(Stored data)
*** Begin section ***

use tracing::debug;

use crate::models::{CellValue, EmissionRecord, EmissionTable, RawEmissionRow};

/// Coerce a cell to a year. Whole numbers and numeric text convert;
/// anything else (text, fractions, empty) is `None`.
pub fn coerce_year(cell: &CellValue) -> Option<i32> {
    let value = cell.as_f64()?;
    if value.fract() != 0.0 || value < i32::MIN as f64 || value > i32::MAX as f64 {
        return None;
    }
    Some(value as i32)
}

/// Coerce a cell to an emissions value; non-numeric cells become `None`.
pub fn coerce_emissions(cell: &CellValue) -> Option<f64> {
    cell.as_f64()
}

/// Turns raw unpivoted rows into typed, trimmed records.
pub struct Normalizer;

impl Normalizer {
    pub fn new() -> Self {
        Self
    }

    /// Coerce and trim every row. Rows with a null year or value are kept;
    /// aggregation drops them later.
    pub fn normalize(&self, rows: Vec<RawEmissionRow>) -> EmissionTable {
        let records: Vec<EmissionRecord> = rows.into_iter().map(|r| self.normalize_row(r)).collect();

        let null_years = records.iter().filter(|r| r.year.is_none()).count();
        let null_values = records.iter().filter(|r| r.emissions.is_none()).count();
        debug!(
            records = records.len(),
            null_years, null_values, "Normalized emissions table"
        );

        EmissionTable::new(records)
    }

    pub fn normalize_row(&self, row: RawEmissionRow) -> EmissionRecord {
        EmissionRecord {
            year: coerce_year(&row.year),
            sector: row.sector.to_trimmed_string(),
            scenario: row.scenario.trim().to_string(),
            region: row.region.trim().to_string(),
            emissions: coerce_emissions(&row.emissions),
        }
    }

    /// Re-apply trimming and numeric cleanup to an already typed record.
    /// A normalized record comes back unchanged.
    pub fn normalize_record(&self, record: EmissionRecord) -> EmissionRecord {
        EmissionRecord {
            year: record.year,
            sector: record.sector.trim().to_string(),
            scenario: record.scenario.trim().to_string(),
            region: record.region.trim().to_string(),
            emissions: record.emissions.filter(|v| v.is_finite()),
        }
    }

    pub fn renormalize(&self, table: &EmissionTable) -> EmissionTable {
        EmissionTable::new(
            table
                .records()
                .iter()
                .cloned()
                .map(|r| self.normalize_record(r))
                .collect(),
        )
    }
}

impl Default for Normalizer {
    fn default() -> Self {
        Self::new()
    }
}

*** End section ***

→ GOAL OF THE EXERCISE: Your task is to list each line of the records with the word "scenario".

→ RESPONSE AREA:
            scenario: row.scenario.trim().to_string(),
            scenario: record.scenario.trim().to_string(),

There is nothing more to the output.